Anyway, before we get started ... just a polite word ... A very significant formation in this period, and a specified formation in the rules, is the keil. Keil is a German word (meaning e.g. wedge) and as such (ei, always) is pronounced kyle (rhymes with pile, style, Nile etc.) ... it does not (and never did) sound like the 'keel' on a ship (which in German would have the e and i the other way round, as in the German port city Kiel ...) ...
OK, OK ... I know ... wasted words ...
(Lost against Ottomans)
So, this was our first game as a team and my first game of FoG-R ... consequently my expectations were not that high but I did get to destroy a couple of groups of Ottoman cavalry. My Italians have done a lot of these over the years, but on balance we have never killed enough of them - and likewise in this game which was mostly decided by the Turks' more numerous and better managed artillery ...
(Battle against the Ottomans: seen from the Turkish side, all guns blazing)
Siting and directing your guns is clearly one of the key skills in FoG-R ... Something which wasn't such a challenge for the Ming Chinese ... they had 16 of them (yep, 16 ... 10 mixed weight field guns and 6 'Regimental' guns) all across the front, as some kind of oriental firework display gone mad.
(Lost against Ming Chinese)
In a thoroughly enjoyable game, we just about survived the gunnery, got right the way across the table to that far distant and fairly low rated infantry line ... then stuttered ... fortune favouring the Chinamen ... Full Plate Gendarmes - who had shrugged the gunnery aside - disintegrated in the face of average bow and crossbow storms, while our superior armoured Swiss pikemen lost melee rounds to unarmoured archers. The former is actually quite likely in FoG, though I dismiss it from my mind when I need to make an attack ... the latter is not remotely meant to happen - but I guess sometimes you just don't get what you paid for.
(Won against the Knights of St John)
Well, they call it winning ... a draw in our favour but not by much.

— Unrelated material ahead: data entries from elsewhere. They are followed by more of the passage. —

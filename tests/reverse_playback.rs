//! 倒放集成测试.
//!
//! 上游以负速率送入不连续的数据块 (块内正序, 块间倒序), 解码器逐块正向解码后
//! 把输出倒序下发.

use liu::codec::decoders::{PcmDecoder, PcmVariant};
use liu::codec::{AudioDecoder, Output};
use liu::core::{Buffer, Caps, Event, Format, Segment};
use std::time::Duration;

/// 8 kHz 单声道 S16: 160 字节 = 80 采样 = 10 ms
const CHUNK: usize = 160;

fn init_log() {
    let _ = env_logger::builder().is_test(true).try_init();
}

fn open() -> AudioDecoder<PcmDecoder> {
    let dec = AudioDecoder::new(PcmDecoder::new(PcmVariant::S16le));
    let mut caps = Caps::new("audio/x-raw");
    caps.rate = Some(8000);
    caps.channels = Some(1);
    dec.set_caps(caps).unwrap();
    dec
}

fn segment(rate: f64) -> Event {
    let mut segment = Segment::new(Format::Time);
    segment.rate = rate;
    Event::Segment {
        update: false,
        segment,
    }
}

/// 编号为 `n` 的 10 ms 数据块, 时间戳 (n - 1) * 10 ms
fn chunk(n: u8) -> Buffer {
    Buffer::new(vec![n; CHUNK]).with_pts(Duration::from_millis(u64::from(n - 1) * 10))
}

fn buffers(dec: &AudioDecoder<PcmDecoder>) -> Vec<Buffer> {
    dec.take_outputs()
        .into_iter()
        .filter_map(Output::into_buffer)
        .collect()
}

fn tags(bufs: &[Buffer]) -> Vec<u8> {
    bufs.iter().map(|b| b.data[0]).collect()
}

#[test]
fn test_倒放_逐块倒序下发() {
    init_log();
    let dec = open();
    dec.send_event(segment(-1.0)).unwrap();

    let mut out = Vec::new();
    for n in [4, 3, 2, 1] {
        dec.push_buffer(chunk(n).discont()).unwrap();
        out.extend(buffers(&dec));
    }
    dec.send_event(Event::Eos).unwrap();
    out.extend(buffers(&dec));

    assert_eq!(tags(&out), vec![4, 3, 2, 1]);
    for b in &out {
        let n = u64::from(b.data[0]);
        assert_eq!(b.pts, Some(Duration::from_millis((n - 1) * 10)));
        assert_eq!(b.duration, Some(Duration::from_millis(10)));
    }
}

#[test]
fn test_倒放_块内多缓冲区() {
    init_log();
    let dec = open();
    dec.send_event(segment(-1.0)).unwrap();

    // 块 [4] 之后是块 [1, 2, 3], 只有块首带不连续标志
    dec.push_buffer(chunk(4).discont()).unwrap();
    assert!(buffers(&dec).is_empty());
    dec.push_buffer(chunk(1).discont()).unwrap();
    // 新块开始时上一块才被解码下发
    assert_eq!(tags(&buffers(&dec)), vec![4]);
    dec.push_buffer(chunk(2)).unwrap();
    dec.push_buffer(chunk(3)).unwrap();
    assert!(buffers(&dec).is_empty());

    dec.send_event(Event::Eos).unwrap();
    assert_eq!(tags(&buffers(&dec)), vec![3, 2, 1]);
}

#[test]
fn test_倒放与正放输出一致() {
    init_log();
    let forward = open();
    forward.send_event(segment(1.0)).unwrap();
    for n in 1..=6 {
        forward.push_buffer(chunk(n)).unwrap();
    }
    forward.send_event(Event::Eos).unwrap();
    let fwd = buffers(&forward);

    let reverse = open();
    reverse.send_event(segment(-1.0)).unwrap();
    for n in (1..=6).rev() {
        reverse.push_buffer(chunk(n).discont()).unwrap();
    }
    reverse.send_event(Event::Eos).unwrap();
    let mut rev = buffers(&reverse);
    rev.reverse();

    assert_eq!(fwd.len(), 6);
    assert_eq!(rev.len(), fwd.len());
    for (a, b) in fwd.iter().zip(&rev) {
        assert_eq!(a.data, b.data);
        assert_eq!(a.duration, b.duration);
        assert_eq!(a.pts, b.pts);
    }
}

#[test]
fn test_倒放_无输出的缓冲区保留到下一块() {
    init_log();
    let dec = open();
    dec.send_event(segment(-1.0)).unwrap();

    // 不足一个采样, 本块不会产生输出
    dec.push_buffer(Buffer::new(vec![7u8]).discont()).unwrap();
    dec.push_buffer(chunk(1).discont()).unwrap();
    assert!(buffers(&dec).is_empty());

    dec.send_event(Event::Eos).unwrap();
    let out = buffers(&dec);
    assert_eq!(out.len(), 1);
    assert_eq!(out[0].len(), CHUNK);
    assert_eq!(out[0].pts, Some(Duration::ZERO));
    assert_eq!(dec.samples_out(), 80);
}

Ignoring the advice of Marco Polo, in round 3 we returned to the Mediterranean and found an inland heath to battle with some Maltesers. I say inland in reference to those splendid DBM games of yesteryear when the Knights of St John would come replete with a waterway, BUA and fleet ...
More lessons in artillery management (ours changed hands ... twice!) but the Maltesers did have a plucky cavalry wing for my Condottieri to mix it with ... Despite the Knights being Elite, my Italians are very good at cavalry fights (whatever nonsense you might read in Machiavelli) and we won the right wing by enough to carry the game.
One of the more splendid sights was a tercio the Knights had brought along to hold their centre
(this is how FoG-R does tercios ... quite a daunting prospect)
I was happy to keep my horsemen away from that ... We peppered it with gunfire and arquebus shot, but to little effect.
The it was back to Pikes & Paddyfields ...
(won against Japanese)
FoG seems to do a reasonable job of representing Japanese (being more hardwarist than DB, so less dependent on interpretation of the tactical role of the soldiers involved) ... and it was good to feel that we would have the edge in firearms - I remembered that bit from Shogun ...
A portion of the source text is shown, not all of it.